Vice President Kamala Harris voices ‘great concern’ over US top court’s integrity
US Vice President Kamala Harris criticises the US Supreme Court as ‘activist’ in a rare interview.
Vice President Kamala Harris has questioned the impartiality of the Supreme Court, tapping into a recent plunge in support for the nation’s highest judicial body, which could help Democrats defy the odds and keep control of Congress in November.
In a rare television interview, aired on Monday, Ms Harris criticised the top court as “activist”, sharing her “great concern about the integrity of the court overall” following its decision in June to overturn Roe v Wade, a 1973 ruling that had guaranteed national abortion rights.
“We had an established right for almost half a century, which is the right of women to make decisions about their own body,” Ms Harris told journalist Chuck Todd on Meet the Press.
The court’s move to return the right to legislate on abortion to state legislatures, a longstanding goal of conservatives that became possible after former president Donald Trump appointed three conservative justices, has sapped support for the court and buoyed Democrats’ popularity in the run-up to midterm elections in November.
The share of Americans who said they have an unfavourable view of the Supreme Court jumped from 29 per cent last year to 48 per cent in August, according to a Pew Research Centre survey conducted last month.
“Americans’ ratings of the Supreme Court are now as negative as – and more politically polarised than – at any point in more than three decades of polling on the nation’s highest court,” Pew said earlier this month.
Among Democrats, support for the court plunged from 67 pe cent to 28 per cent, over the same period, while for Republicans support edged up slightly to 73 per cent, the survey found.
Chief Justice John Roberts, in his first public remarks since the Dobbs v Jackson Women’s Health verdict, which overturned Roe, on Saturday defended the court’s independence.
“Simply because people disagree with an opinion is not a basis for questioning the legitimacy of the court,” he said, speaking on a panel in Colorado.
“You don’t want the political branches telling you what the law is. And you don’t want public opinion to be the guide of what the appropriate decision is.”

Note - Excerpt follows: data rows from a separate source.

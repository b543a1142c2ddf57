// This Source Code Form is subject to the terms of the Mozilla Public
// License, v. 2.0. If a copy of the MPL was not distributed with this
// file, You can obtain one at https://mozilla.org/MPL/2.0/.

//! The event bus: sequenced observability with bounded backlogs.
//!
//! Every subsystem publishes through one [`EventBus`], which assigns a
//! bus-wide monotonic `seq` and fans the event out to matching subscribers.
//! Each subscriber owns a queue with a configured backlog. When a subscriber
//! lags, *progress-type* events (`trace_step`, `provisioning_progress`) are
//! coalesced: older queued events of the same kind for the same pid are
//! dropped in favor of the newest, and a single `Overrun` marker records how
//! many were lost. State-type events (`task_state`, `debug_break`, the
//! non-progress `mailbox_*` family) are never coalesced; they are queued
//! even past the backlog mark, on the grounds that a debugger would rather
//! spend memory than lose a state transition.

use std::collections::{HashSet, VecDeque};

use hsx_abi::{Event, EventKind, EventTag, Pid, Timestamp};

/// Subscriber identity on the control surface.
#[derive(Copy, Clone, Debug, Eq, PartialEq, Hash)]
pub struct SubId(pub u32);

/// What a subscriber wants to see. `None` means "everything" on that axis.
#[derive(Clone, Debug, Default)]
pub struct EventFilter {
    pub tags: Option<HashSet<EventTag>>,
    pub pids: Option<HashSet<Pid>>,
}

impl EventFilter {
    fn matches(&self, event: &Event) -> bool {
        if let Some(tags) = &self.tags {
            if !tags.contains(&event.kind.tag()) {
                return false;
            }
        }
        if let Some(pids) = &self.pids {
            match event.pid {
                Some(pid) if pids.contains(&pid) => {}
                // Events without a pid (bus markers) are delivered to
                // everyone; a pid filter only narrows pid-carrying events.
                None => {}
                Some(_) => return false,
            }
        }
        true
    }
}

#[derive(Debug)]
struct Subscriber {
    filter: EventFilter,
    queue: VecDeque<Event>,
    backlog: usize,
    /// Highest sequence the client has acknowledged. Purely diagnostic in
    /// this in-process incarnation: delivery removes events from the queue,
    /// and `acked` lets `stats` report how far behind the client's
    /// processing is.
    acked: u64,
}

#[derive(Debug)]
pub struct EventBus {
    next_seq: u64,
    subscribers: Vec<Option<Subscriber>>,
    default_backlog: usize,
}

/// Per-subscriber diagnostics.
#[derive(Copy, Clone, Debug, Eq, PartialEq)]
pub struct SubscriberStats {
    pub queued: usize,
    pub acked: u64,
}

impl EventBus {
    pub fn new(default_backlog: usize) -> Self {
        Self {
            next_seq: 0,
            subscribers: Vec::new(),
            default_backlog,
        }
    }

    /// Registers a subscriber. `backlog` overrides the bus default.
    pub fn subscribe(&mut self, filter: EventFilter, backlog: Option<usize>) -> SubId {
        let sub = Subscriber {
            filter,
            queue: VecDeque::new(),
            backlog: backlog.unwrap_or(self.default_backlog).max(1),
            acked: 0,
        };
        for (i, slot) in self.subscribers.iter_mut().enumerate() {
            if slot.is_none() {
                *slot = Some(sub);
                return SubId(i as u32);
            }
        }
        self.subscribers.push(Some(sub));
        SubId(self.subscribers.len() as u32 - 1)
    }

    pub fn unsubscribe(&mut self, id: SubId) -> bool {
        match self.subscribers.get_mut(id.0 as usize) {
            Some(slot @ Some(_)) => {
                *slot = None;
                true
            }
            _ => false,
        }
    }

    /// Publishes one event, returning its sequence number. Subscribers that
    /// lag have progress events coalesced as described on the module.
    pub fn publish(&mut self, ts: Timestamp, pid: Option<Pid>, kind: EventKind) -> u64 {
        let seq = self.next_seq;
        self.next_seq += 1;
        let event = Event { seq, ts, pid, kind };

        // The marker needs its own sequence number, allocated only if some
        // subscriber actually coalesces this round.
        let mut marker_seq = None;

        for slot in &mut self.subscribers {
            let Some(sub) = slot else { continue };
            if !sub.filter.matches(&event) {
                continue;
            }

            let tag = event.kind.tag();
            if tag.is_progress() && sub.queue.len() >= sub.backlog {
                let before = sub.queue.len();
                sub.queue
                    .retain(|e| !(e.kind.tag() == tag && e.pid == event.pid));
                let lost = (before - sub.queue.len()) as u64;
                if sub.queue.len() >= sub.backlog {
                    // Still saturated by non-coalescible events: the
                    // incoming progress event is dropped too.
                    note_loss(sub, lost + 1, ts, &mut marker_seq, &mut self.next_seq);
                    continue;
                }
                sub.queue.push_back(event.clone());
                if lost > 0 {
                    // The marker is appended (or merged) after the event so
                    // delivered sequence numbers stay strictly increasing.
                    note_loss(sub, lost, ts, &mut marker_seq, &mut self.next_seq);
                }
            } else {
                sub.queue.push_back(event.clone());
            }
        }
        seq
    }

    /// Drains up to `max` queued events for a subscriber, oldest first.
    pub fn poll(&mut self, id: SubId, max: usize) -> Vec<Event> {
        let Some(Some(sub)) = self.subscribers.get_mut(id.0 as usize) else {
            return Vec::new();
        };
        let n = max.min(sub.queue.len());
        sub.queue.drain(..n).collect()
    }

    /// Records the client's progress. Acknowledging a sequence lower than a
    /// previous acknowledgement is a no-op.
    pub fn ack(&mut self, id: SubId, seq: u64) {
        if let Some(Some(sub)) = self.subscribers.get_mut(id.0 as usize) {
            sub.acked = sub.acked.max(seq);
        }
    }

    pub fn stats(&self, id: SubId) -> Option<SubscriberStats> {
        let sub = self.subscribers.get(id.0 as usize)?.as_ref()?;
        Some(SubscriberStats {
            queued: sub.queue.len(),
            acked: sub.acked,
        })
    }

    /// Sequence number the next published event will carry.
    pub fn next_seq(&self) -> u64 {
        self.next_seq
    }
}

/// Accounts `lost` coalesced events against the subscriber's pending
/// `Overrun` marker, creating the marker (with a fresh bus sequence) if the
/// queue doesn't already hold one.
fn note_loss(
    sub: &mut Subscriber,
    lost: u64,
    ts: Timestamp,
    marker_seq: &mut Option<u64>,
    next_seq: &mut u64,
) {
    for e in sub.queue.iter_mut().rev() {
        if let EventKind::Overrun { lost: n } = &mut e.kind {
            *n += lost;
            return;
        }
    }
    let seq = *marker_seq.get_or_insert_with(|| {
        let s = *next_seq;
        *next_seq += 1;
        s
    });
    sub.queue.push_back(Event {
        seq,
        ts,
        pid: None,
        kind: EventKind::Overrun { lost },
    });
}
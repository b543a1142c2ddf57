// This Source Code Form is subject to the terms of the Mozilla Public
// License, v. 2.0. If a copy of the MPL was not distributed with this
// file, You can obtain one at https://mozilla.org/MPL/2.0/.

//! Streamed loading: chunk-size independence, session bounds, aborts, and
//! stall reaping.

mod common;

use common::*;
use hsx_abi::{Code, EventKind, StateKind};
use hsx_kern::events::EventFilter;
use hsx_kern::exec::{ExecConfig, Executive};

/// Streams `bytes` in `chunk`-sized pieces and returns the final pid.
fn stream_in(ex: &mut Executive, bytes: &[u8], chunk: usize) -> hsx_abi::Pid {
    let pid = ex.load_stream_begin(Some(bytes.len() as u32)).unwrap();
    for piece in bytes.chunks(chunk.max(1)) {
        ex.load_stream_write(pid, piece).unwrap();
    }
    ex.load_stream_end(pid).unwrap();
    pid
}

#[test]
fn chunk_size_does_not_change_the_result() {
    let bytes = image_with(&[ldi(1, 42), brk()], b"rodata-payload", 64, None);
    let mut mono = exec();
    let mono_pid = mono.load(bytes.clone()).unwrap();
    let mono_info = mono.ps().into_iter().find(|i| i.pid == mono_pid).unwrap();

    for chunk in [1usize, 7, 256, bytes.len()] {
        let mut ex = exec();
        let pid = stream_in(&mut ex, &bytes, chunk);
        assert_eq!(ex.task_state(pid), Some(StateKind::Ready), "chunk {chunk}");
        let info = ex.ps().into_iter().find(|i| i.pid == pid).unwrap();
        assert_eq!(info.image, mono_info.image, "identity for chunk {chunk}");

        // Streamed and monolithic tasks behave identically from the first
        // instruction.
        run_until_state(&mut ex, pid, StateKind::Paused, 8);
        assert_eq!(ex.reg_get(pid, 1).unwrap(), 42);
    }
}

#[test]
fn two_kib_image_streams_in_13_byte_chunks() {
    // Pad rodata so the image is exactly 2048 bytes: 32 header + 8 code.
    let rodata = vec![0xA5u8; 2048 - 32 - 8];
    let bytes = image_with(&[ldi(1, 7), brk()], &rodata, 0, None);
    assert_eq!(bytes.len(), 2048);

    let mut ex = exec();
    let pid = stream_in(&mut ex, &bytes, 13);
    assert_eq!(ex.task_state(pid), Some(StateKind::Ready));

    let mut mono = exec();
    let mono_pid = mono.load(bytes).unwrap();
    assert_eq!(
        ex.ps().into_iter().find(|i| i.pid == pid).unwrap().image,
        mono.ps().into_iter().find(|i| i.pid == mono_pid).unwrap().image,
    );
}

#[test]
fn session_overflow_is_sticky_bounded_and_abortable() {
    let mut ex = exec_with(ExecConfig {
        max_image_bytes: 128,
        ..ExecConfig::default()
    });
    let pid = ex.load_stream_begin(None).unwrap();
    ex.load_stream_write(pid, &[0u8; 100]).unwrap();
    assert_eq!(
        ex.load_stream_write(pid, &[0u8; 100]),
        Err(Code::SessionOverflow)
    );
    // The refused bytes were not appended; the session survives and aborts
    // cleanly.
    ex.load_stream_write(pid, &[0u8; 28]).unwrap();
    ex.load_stream_abort(pid).unwrap();
    assert!(ex.ps().is_empty());
    assert_eq!(ex.load_stream_write(pid, &[0]), Err(Code::NotFound));
}

#[test]
fn begin_rejects_oversized_expectation() {
    let mut ex = exec_with(ExecConfig {
        max_image_bytes: 1024,
        ..ExecConfig::default()
    });
    assert_eq!(ex.load_stream_begin(Some(4096)), Err(Code::NoSpace));
}

#[test]
fn end_validates_like_monolithic() {
    let mut ex = exec();
    let sub = ex.events_subscribe(EventFilter::default(), None);
    let mut bytes = image_of(&[brk()]);
    let pos = bytes.len() - 1;
    bytes[pos] ^= 0x80;

    let pid = ex.load_stream_begin(None).unwrap();
    ex.load_stream_write(pid, &bytes).unwrap();
    assert_eq!(ex.load_stream_end(pid), Err(Code::BadCrc));
    assert!(ex.ps().is_empty());

    let events = ex.events_poll(sub, 256);
    assert!(events.iter().any(|e| matches!(
        e.kind,
        EventKind::ProvisioningError {
            status: Code::BadCrc
        }
    )));
}

#[test]
fn sessions_appear_in_ps_as_loading() {
    let mut ex = exec();
    let pid = ex.load_stream_begin(None).unwrap();
    let ps = ex.ps();
    assert_eq!(ps.len(), 1);
    assert_eq!(ps[0].state, StateKind::Loading);
    assert_eq!(ex.task_state(pid), Some(StateKind::Loading));
    ex.load_stream_abort(pid).unwrap();
}

#[test]
fn stalled_sessions_are_reaped() {
    let mut ex = exec_with(ExecConfig {
        stall_timeout: 50,
        ..ExecConfig::default()
    });
    let sub = ex.events_subscribe(EventFilter::default(), None);
    let pid = ex.load_stream_begin(None).unwrap();
    ex.load_stream_write(pid, &[1, 2, 3]).unwrap();

    // Writes keep the session alive.
    ex.clock_step(40);
    ex.load_stream_write(pid, &[4]).unwrap();
    ex.clock_step(40);
    assert_eq!(ex.task_state(pid), Some(StateKind::Loading));

    // Silence past the stall deadline kills it.
    ex.clock_step(20);
    assert_eq!(ex.task_state(pid), None);
    assert_eq!(ex.load_stream_end(pid), Err(Code::NotFound));

    let events = ex.events_poll(sub, 256);
    assert!(events.iter().any(|e| matches!(
        e.kind,
        EventKind::ProvisioningAborted {
            status: Code::Timeout
        }
    )));
}

#[test]
fn kill_aborts_an_open_session() {
    let mut ex = exec();
    let pid = ex.load_stream_begin(None).unwrap();
    ex.load_stream_write(pid, &[0; 16]).unwrap();
    ex.kill(pid).unwrap();
    assert!(ex.ps().is_empty());
}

For Democrats, abortion has become the number one issue of concern, easily surpassing gun control, and the economy, according to the latest NPR/Marist poll conducted in the last few days of August. The same poll found 77 per cent of Democrats said they were more likely to vote in November as a result of the court’s decision, compared to 42 per cent of Republicans.
Ms Harris, who said she would “proudly” run as Vice President again in 2024 with Joe Biden, wouldn’t be drawn into describing Donald Trump’s supporters as “semi-fascist”, as the president controversially did last month, but she did contend that “threats to democracy” from within the US were “dangerous and extremely harmful”.
“Everything is on the line in these elections in just less than two months,” she said, reflecting a tone set by the president in his recent speeches that cast former president’s Trump’s supporters as dangerous extremists.
However controversial, it’s a strategy that appears to be working politically.
Democrats’ approval ratings, including the president’s personal rating, have steadily improved over August and into September, leaving the ruling-party marginally ahead of Republicans in generic national polls, which, if sustained, would make it difficult for Republicans to retake control of Congress, which had been widely expected before the Supreme Court’s abortion decision.